Hubo quienes pudieron salvar algo entonces. Francia, en especial, cuya dualización -joya de la revolución en la Instrucción Pública- puso parcialmente a salvo la selectiva vía de élite de las Grandes Escuelas. En España, lo poquísimo que aún quedaba en pie fue destruido por el PSOE de los años ochenta, entre la LRU, que aniquiló la competencia del profesorado universitario, y la LOGSE, que no dejó ni los escombros de una enseñanza media. Desde entonces, España es un país analfabeto. La ascensión de Zapatero coincide con el acceso al voto de los sujetos devastados por aquel desastre. Blanco o Pajín son sus arquetipos.

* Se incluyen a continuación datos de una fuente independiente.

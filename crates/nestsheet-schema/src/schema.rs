//! Schema types produced by the two analysis directions
//!
//! [`SheetSchema`] describes an existing sheet's columns and is built by the
//! classifier. [`RecordSchema`] describes a record set and drives layout.
//! Column positions in a [`SheetSchema`] are 1-based, like the column
//! numbers a spreadsheet user sees.

use indexmap::{IndexMap, IndexSet};

/// A single spreadsheet column holding a scalar field
#[derive(Debug, Clone, PartialEq, Eq)]
pub struct Column {
    /// Header text
    pub name: String,
    /// 1-based column number
    pub position: u32,
}

/// One column of a flat group (`tags_0`, `tags_1`, ...)
#[derive(Debug, Clone, PartialEq, Eq)]
pub struct FlatMember {
    /// Full header text, suffix included
    pub header: String,
    /// Numeric suffix, the list index
    pub suffix: u64,
    /// 1-based column number
    pub position: u32,
}

/// One element of a struct group: a merged header over its sub-field columns
#[derive(Debug, Clone, PartialEq, Eq)]
pub struct StructElement {
    /// List index parsed from the header suffix (0 for single structs)
    pub index: u64,
    /// Sub-field names read from header row 2
    pub sub_fields: Vec<String>,
    /// 1-based column numbers, parallel to `sub_fields`
    pub positions: Vec<u32>,
}

/// Column classification of an existing sheet
#[derive(Debug, Clone, Default, PartialEq, Eq)]
pub struct SheetSchema {
    /// Scalar columns in column order
    pub simple: Vec<Column>,
    /// Homogeneous list columns keyed by base name, members sorted by suffix
    pub flat_groups: IndexMap<String, Vec<FlatMember>>,
    /// List-of-object (or single object) columns keyed by base name,
    /// elements sorted by index
    pub struct_groups: IndexMap<String, Vec<StructElement>>,
    /// Struct bases whose header carried no suffix
    pub single_structs: IndexSet<String>,
    /// Row 2 belongs to the header, signalled by merges in row 1
    pub two_row_header: bool,
}

impl SheetSchema {
    /// Whether the sheet uses a second header row
    pub fn has_struct(&self) -> bool {
        self.two_row_header || !self.struct_groups.is_empty()
    }

    /// 0-based row index of the first data row
    pub fn data_start_row(&self) -> u32 {
        if self.has_struct() {
            2
        } else {
            1
        }
    }

    /// Check whether a struct base unwraps to a single object
    pub fn is_single_struct(&self, base: &str) -> bool {
        self.single_structs.contains(base)
    }
}

/// Shape of a list-of-object column
#[derive(Debug, Clone, Default, PartialEq, Eq)]
pub struct StructArray {
    /// Stable union of element keys
    pub sub_fields: Vec<String>,
    /// Longest list across the record set
    pub max_length: usize,
}

/// Column classification of a record set
#[derive(Debug, Clone, Default, PartialEq, Eq)]
pub struct RecordSchema {
    /// Scalar columns
    pub simple: Vec<String>,
    /// List-of-scalar columns and their longest length
    pub flat_arrays: IndexMap<String, usize>,
    /// List-of-object columns
    pub struct_arrays: IndexMap<String, StructArray>,
    /// Embedded-object columns and their sub-fields
    pub single_structs: IndexMap<String, Vec<String>>,
}

impl RecordSchema {
    /// Whether the laid-out sheet needs a second header row
    pub fn has_struct(&self) -> bool {
        !self.struct_arrays.is_empty() || !self.single_structs.is_empty()
    }

    /// Number of columns analyzed
    pub fn column_count(&self) -> usize {
        self.simple.len()
            + self.flat_arrays.len()
            + self.struct_arrays.len()
            + self.single_structs.len()
    }
}
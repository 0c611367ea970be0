//! # nestsheet-core
//!
//! Core data structures shared by the nestsheet crates.
//!
//! This crate provides:
//! - [`CellValue`] - Scalar values stored in worksheet cells
//! - [`CellAddress`] and [`CellRange`] - Cell addressing and ranges
//! - [`Workbook`], [`Worksheet`] - A sparse sheet model with merged regions
//! - [`Record`] and [`FieldValue`] - The tagged value model for nested records
//!
//! ## Example
//!
//! ```rust
//! use nestsheet_core::{CellRange, CellValue, Workbook};
//!
//! let mut workbook = Workbook::new();
//! let sheet = workbook.worksheet_mut(0).unwrap();
//!
//! // Row/column indices are 0-based
//! sheet.set_cell_value_at(0, 0, "addr").unwrap();
//! sheet.set_cell_value_at(1, 0, "city").unwrap();
//! sheet.set_cell_value_at(1, 1, "zip").unwrap();
//! sheet.merge_cells(&CellRange::parse("A1:B1").unwrap()).unwrap();
//!
//! assert_eq!(sheet.get_value_at(1, 1), CellValue::string("zip"));
//! assert_eq!(sheet.max_row(), Some(1));
//! ```

pub mod cell;
pub mod error;
pub mod record;
pub mod workbook;
pub mod worksheet;

// Re-exports for convenience
pub use cell::{CellAddress, CellError, CellRange, CellValue};
pub use error::{Error, Result};
pub use record::{FieldValue, Record, Scalar, ValueKind};
pub use workbook::Workbook;
pub use worksheet::Worksheet;

/// Maximum number of rows in a worksheet (Excel limit)
pub const MAX_ROWS: u32 = 1_048_576;

/// Maximum number of columns in a worksheet (Excel limit)
pub const MAX_COLS: u16 = 16_384;

/// Maximum length of a sheet name
pub const MAX_SHEET_NAME_LEN: usize = 31;
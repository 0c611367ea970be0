//! Cell value types

use std::fmt;

/// Represents the value stored in a cell
#[derive(Debug, Clone, PartialEq, Default)]
pub enum CellValue {
    /// Empty cell (no value)
    #[default]
    Empty,

    /// Boolean value (TRUE/FALSE)
    Boolean(bool),

    /// Numeric value (all numbers stored as f64)
    Number(f64),

    /// String value
    String(String),

    /// Error value (#VALUE!, #REF!, etc.)
    Error(CellError),
}

impl CellValue {
    /// Create a new string value
    pub fn string<S: Into<String>>(s: S) -> Self {
        CellValue::String(s.into())
    }

    /// Check if the cell is empty
    pub fn is_empty(&self) -> bool {
        matches!(self, CellValue::Empty)
    }

    /// Try to get the value as a number
    pub fn as_number(&self) -> Option<f64> {
        match self {
            CellValue::Number(n) => Some(*n),
            _ => None,
        }
    }

    /// Try to get the value as a string
    pub fn as_string(&self) -> Option<&str> {
        match self {
            CellValue::String(s) => Some(s.as_str()),
            _ => None,
        }
    }

    /// Text used when the cell acts as a header label, `None` for empty cells
    pub fn label(&self) -> Option<String> {
        match self {
            CellValue::Empty => None,
            other => Some(other.to_string()),
        }
    }
}

impl fmt::Display for CellValue {
    fn fmt(&self, f: &mut fmt::Formatter<'_>) -> fmt::Result {
        match self {
            CellValue::Empty => Ok(()),
            CellValue::Boolean(b) => write!(f, "{}", if *b { "TRUE" } else { "FALSE" }),
            CellValue::Number(n) => write!(f, "{}", n),
            CellValue::String(s) => write!(f, "{}", s),
            CellValue::Error(e) => write!(f, "{}", e),
        }
    }
}

impl From<bool> for CellValue {
    fn from(b: bool) -> Self {
        CellValue::Boolean(b)
    }
}

impl From<i32> for CellValue {
    fn from(n: i32) -> Self {
        CellValue::Number(n as f64)
    }
}

impl From<i64> for CellValue {
    fn from(n: i64) -> Self {
        CellValue::Number(n as f64)
    }
}

impl From<f64> for CellValue {
    fn from(n: f64) -> Self {
        CellValue::Number(n)
    }
}

impl From<&str> for CellValue {
    fn from(s: &str) -> Self {
        CellValue::string(s)
    }
}

impl From<String> for CellValue {
    fn from(s: String) -> Self {
        CellValue::String(s)
    }
}

impl From<CellError> for CellValue {
    fn from(e: CellError) -> Self {
        CellValue::Error(e)
    }
}

/// Excel error values
#[derive(Debug, Clone, Copy, PartialEq, Eq, Hash)]
pub enum CellError {
    /// #NULL!
    Null,
    /// #DIV/0!
    Div0,
    /// #VALUE!
    Value,
    /// #REF!
    Ref,
    /// #NAME?
    Name,
    /// #NUM!
    Num,
    /// #N/A
    Na,
}

impl CellError {
    /// Get the display string for this error
    pub fn as_str(&self) -> &'static str {
        match self {
            CellError::Null => "#NULL!",
            CellError::Div0 => "#DIV/0!",
            CellError::Value => "#VALUE!",
            CellError::Ref => "#REF!",
            CellError::Name => "#NAME?",
            CellError::Num => "#NUM!",
            CellError::Na => "#N/A",
        }
    }

    /// Parse an error string (case-insensitive)
    pub fn parse(s: &str) -> Option<Self> {
        match s.to_ascii_uppercase().as_str() {
            "#NULL!" => Some(CellError::Null),
            "#DIV/0!" => Some(CellError::Div0),
            "#VALUE!" => Some(CellError::Value),
            "#REF!" => Some(CellError::Ref),
            "#NAME?" => Some(CellError::Name),
            "#NUM!" => Some(CellError::Num),
            "#N/A" => Some(CellError::Na),
            _ => None,
        }
    }
}

impl fmt::Display for CellError {
    fn fmt(&self, f: &mut fmt::Formatter<'_>) -> fmt::Result {
        write!(f, "{}", self.as_str())
    }
}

Hubo un intento serio de corregir: la ley que a la entonces ministra Aguirre le tumbó el Parlamento en la primera legislatura de Aznar. Aprendida la lección, sus sucesores prefirieron aplicar paños tibios sobre el cáncer terminal y dejarle a otros el muerto. Cuando el peor PSOE retornó, apenas si encontró correcciones a su anterior destrozo. Restableció su lógica docente: necedad para todos. Para un político como Zapatero, el elector-logse es una bendición celeste.